Гражданин второсортной эпохи, гордо признаю я товаром второго сорта свои лучшие мысли, и дням грядущим я дарю их как опыт борьбы с удушьем.

И. Бродский

Юрий Пивоваров

Юрий Пивоваров

«Время есть не что иное, как форма внутреннего чувства, то есть созерцания нас самих и нашего внутреннего состояния», – так пишет Кант в «Критике чистого разума» (1). И если опираться на это вот понимание времени, то оно представляется мне сегодня каким-то невероятно уплотнённым, когда события не просто с фантастической скоростью сменяют друг друга, а наслаиваются, наскакивают, перепрыгивают, смешиваются в нечто совершенно неожиданное и невыносимое.

«Созерцания... наше внутреннее состояние», я почти физически ощущаю, что ритм времени всё больше и больше уподобляется тому ритму сердечной деятельности, какой, наверное, бывает непосредственно перед разрывом. Ещё мгновение – и историческое время разорвётся. И, как в октябре семнадцатого, кончится история. Может быть...

Но как бы там ни было, что бы ни произошло, в какую бы новую катастрофу ни свалилась Россия, никто нас не освобождает от необходимости исторического самопознания. Это ведь тоже категорический императив. И главное его измерение – нравственное. Я убеждён, что если мы не сумеем прочесть свою историю новыми глазами, никогда не удастся нам стать народом с человеческим лицом. Конечно, это лишь одно из условий, однако – непременное.

У Ричарда Пайпса в его книге «Россия при старом режиме» (сколь блестящей, столь и концептуально спорной) есть такая фраза: «Если бы большевистские вожди читали больше книг по истории и меньше политических трактатов...» (2). Не знаю, что было бы с большевиками, если бы они смогли последовать совету (ретроспективному, впрочем) американского исследователя. Но современная интеллектуальная ситуация заставляет меня вспомнить «рецепт» Ричарда Пайпса. У нас сегодня в центре внимания почти исключительно «полемические трактаты». А собственной истории мы по-прежнему знать не хотим.

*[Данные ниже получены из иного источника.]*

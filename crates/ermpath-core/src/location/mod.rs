//! Structured resource locator.
//!
//! A [`Location`] names a catalog, a root table and everything that narrows
//! or orders it: filter, facets, sort and paging. Every mutator returns a
//! new value.

mod parse;

#[cfg(test)]
mod tests;

use crate::{
    encode,
    error::Error,
    facet::{Facets, encode_facets},
    filter::FilterNode,
    reference::Interface,
    sort::{PageCursor, SortSpec, validate_paging},
};

pub(crate) use parse::FACETS_PREFIX;

/// Facet parsing error for a path with two facet segments.
pub const DUPLICATE_FACETS: &str = "Cannot define two different sets of facets";

///
/// Location
///

#[derive(Clone, Debug, PartialEq)]
pub struct Location {
    service: Option<String>,
    catalog: String,
    snapshot: Option<String>,
    api: Interface,
    schema_name: Option<String>,
    table_name: String,
    filter: Option<FilterNode>,
    facets: Option<Facets>,
    facet_blob: Option<String>,
    sort: SortSpec,
    paging: Option<PageCursor>,
    query: Option<String>,
}

impl Location {
    /// Location of a bare table.
    pub fn new(
        catalog: impl Into<String>,
        schema_name: Option<&str>,
        table_name: impl Into<String>,
    ) -> Self {
        Self {
            service: None,
            catalog: catalog.into(),
            snapshot: None,
            api: Interface::Entity,
            schema_name: schema_name.map(ToString::to_string),
            table_name: table_name.into(),
            filter: None,
            facets: None,
            facet_blob: None,
            sort: SortSpec::default(),
            paging: None,
            query: None,
        }
    }

    ///
    /// ACCESSORS
    ///

    #[must_use]
    pub fn service(&self) -> Option<&str> {
        self.service.as_deref()
    }

    #[must_use]
    pub fn catalog(&self) -> &str {
        &self.catalog
    }

    #[must_use]
    pub fn snapshot(&self) -> Option<&str> {
        self.snapshot.as_deref()
    }

    #[must_use]
    pub const fn api(&self) -> Interface {
        self.api
    }

    #[must_use]
    pub fn schema_name(&self) -> Option<&str> {
        self.schema_name.as_deref()
    }

    #[must_use]
    pub fn table_name(&self) -> &str {
        &self.table_name
    }

    #[must_use]
    pub const fn filter(&self) -> Option<&FilterNode> {
        self.filter.as_ref()
    }

    #[must_use]
    pub const fn facets(&self) -> Option<&Facets> {
        self.facets.as_ref()
    }

    #[must_use]
    pub fn facet_blob(&self) -> Option<&str> {
        self.facet_blob.as_deref()
    }

    #[must_use]
    pub const fn sort(&self) -> &SortSpec {
        &self.sort
    }

    #[must_use]
    pub const fn paging(&self) -> Option<&PageCursor> {
        self.paging.as_ref()
    }

    #[must_use]
    pub fn query(&self) -> Option<&str> {
        self.query.as_deref()
    }

    /// The search-box term carried by the facets.
    #[must_use]
    pub fn search_term(&self) -> Option<&str> {
        self.facets.as_ref()?.search_term()
    }

    ///
    /// MUTATORS
    ///

    /// Replace the filter. Paging is dropped.
    #[must_use]
    pub fn with_filter(&self, filter: Option<FilterNode>) -> Self {
        Self {
            filter,
            paging: None,
            ..self.clone()
        }
    }

    /// Replace the facets. Paging is dropped; an empty set clears them.
    pub fn with_facets(&self, facets: Option<Facets>) -> Result<Self, Error> {
        let facets = facets.filter(|f| !f.is_empty());
        let facet_blob = facets.as_ref().map(encode_facets).transpose()?;

        Ok(Self {
            facets,
            facet_blob,
            paging: None,
            ..self.clone()
        })
    }

    /// Replace the search-box term, keeping every other facet.
    pub fn with_search(&self, term: Option<&str>) -> Result<Self, Error> {
        let facets = self.facets.clone().unwrap_or_default();

        self.with_facets(Some(facets.with_search_term(term)))
    }

    /// Replace the sort. Cursors of the previous sort are dropped.
    #[must_use]
    pub fn with_sort(&self, sort: SortSpec) -> Self {
        Self {
            sort,
            paging: None,
            ..self.clone()
        }
    }

    /// Replace the paging cursor, which must fit the current sort.
    pub fn with_paging(&self, paging: Option<PageCursor>) -> Result<Self, Error> {
        let (before, after) = split_paging(paging.as_ref());
        validate_paging(&self.sort, before, after).map_err(|err| err.with_path(&self.path(), None))?;

        Ok(Self {
            paging,
            ..self.clone()
        })
    }

    #[must_use]
    pub fn with_api(&self, api: Interface) -> Self {
        Self {
            api,
            ..self.clone()
        }
    }

    #[must_use]
    pub fn with_service(&self, service: impl Into<String>) -> Self {
        Self {
            service: Some(service.into()),
            ..self.clone()
        }
    }

    ///
    /// SERIALIZATION
    ///

    /// `[schema:]table[/*::facets::blob][/filter]`
    #[must_use]
    pub fn compact_path(&self) -> String {
        let mut path = String::new();
        if let Some(schema) = &self.schema_name {
            path.push_str(&encode::component(schema));
            path.push(':');
        }
        path.push_str(&encode::component(&self.table_name));

        if let Some(blob) = &self.facet_blob {
            path.push('/');
            path.push_str(FACETS_PREFIX);
            path.push_str(blob);
        }
        if let Some(filter) = &self.filter {
            path.push('/');
            path.push_str(&filter.to_uri());
        }

        path
    }

    /// Compact path plus the sort and paging modifiers.
    #[must_use]
    pub fn path(&self) -> String {
        let mut path = self.compact_path();
        path.push_str(&self.modifiers());

        path
    }

    #[must_use]
    pub fn modifiers(&self) -> String {
        let mut modifiers = self.sort.to_modifier();
        if let Some(paging) = &self.paging {
            modifiers.push_str(&paging.to_modifier());
        }

        modifiers
    }

    /// `<service>/catalog/<id>[@snapshot]/<api>/<path>[?query]`
    #[must_use]
    pub fn uri(&self) -> String {
        let mut uri = format!(
            "{}/catalog/{}/{}/{}",
            self.service.as_deref().unwrap_or_default(),
            self.catalog_with_snapshot(),
            self.api,
            self.path()
        );
        if let Some(query) = &self.query {
            uri.push('?');
            uri.push_str(query);
        }

        uri
    }

    #[must_use]
    pub fn catalog_with_snapshot(&self) -> String {
        match &self.snapshot {
            Some(snapshot) => format!("{}@{snapshot}", self.catalog),
            None => self.catalog.clone(),
        }
    }
}

fn split_paging(paging: Option<&PageCursor>) -> (Option<&PageCursor>, Option<&PageCursor>) {
    use crate::sort::PageDirection;

    match paging {
        Some(cursor) if cursor.direction == PageDirection::Before => (Some(cursor), None),
        Some(cursor) => (None, Some(cursor)),
        None => (None, None),
    }
}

Разумеется, я не утверждаю, что совсем уж ничего не делается. Как и раньше, судя по публикациям, исправно работают профессиональные историки, книжные магазины забиты литературой на исторические темы – несомненное достижение перестройки, «толстые» журналы охотно печатают статьи, посвящённые русскому прошлому, а обыватели явно питают слабость ко всему историческому, особенно отечественному.

И всё же, всё же в деле нашего исторического самосознания не происходит того, что Сергей Лёзов в статье «Освобождение или выживание?» назвал «действием... ведущим в какое-то другое смысловое пространство» (3). В этой работе автор говорит о «людях, сумевших победить страх (силу выживания) и освободивших себя» (2), о людях, освоивших главное предназначение человека – «мужество быть» (Анатолий Марченко, Василь Стус).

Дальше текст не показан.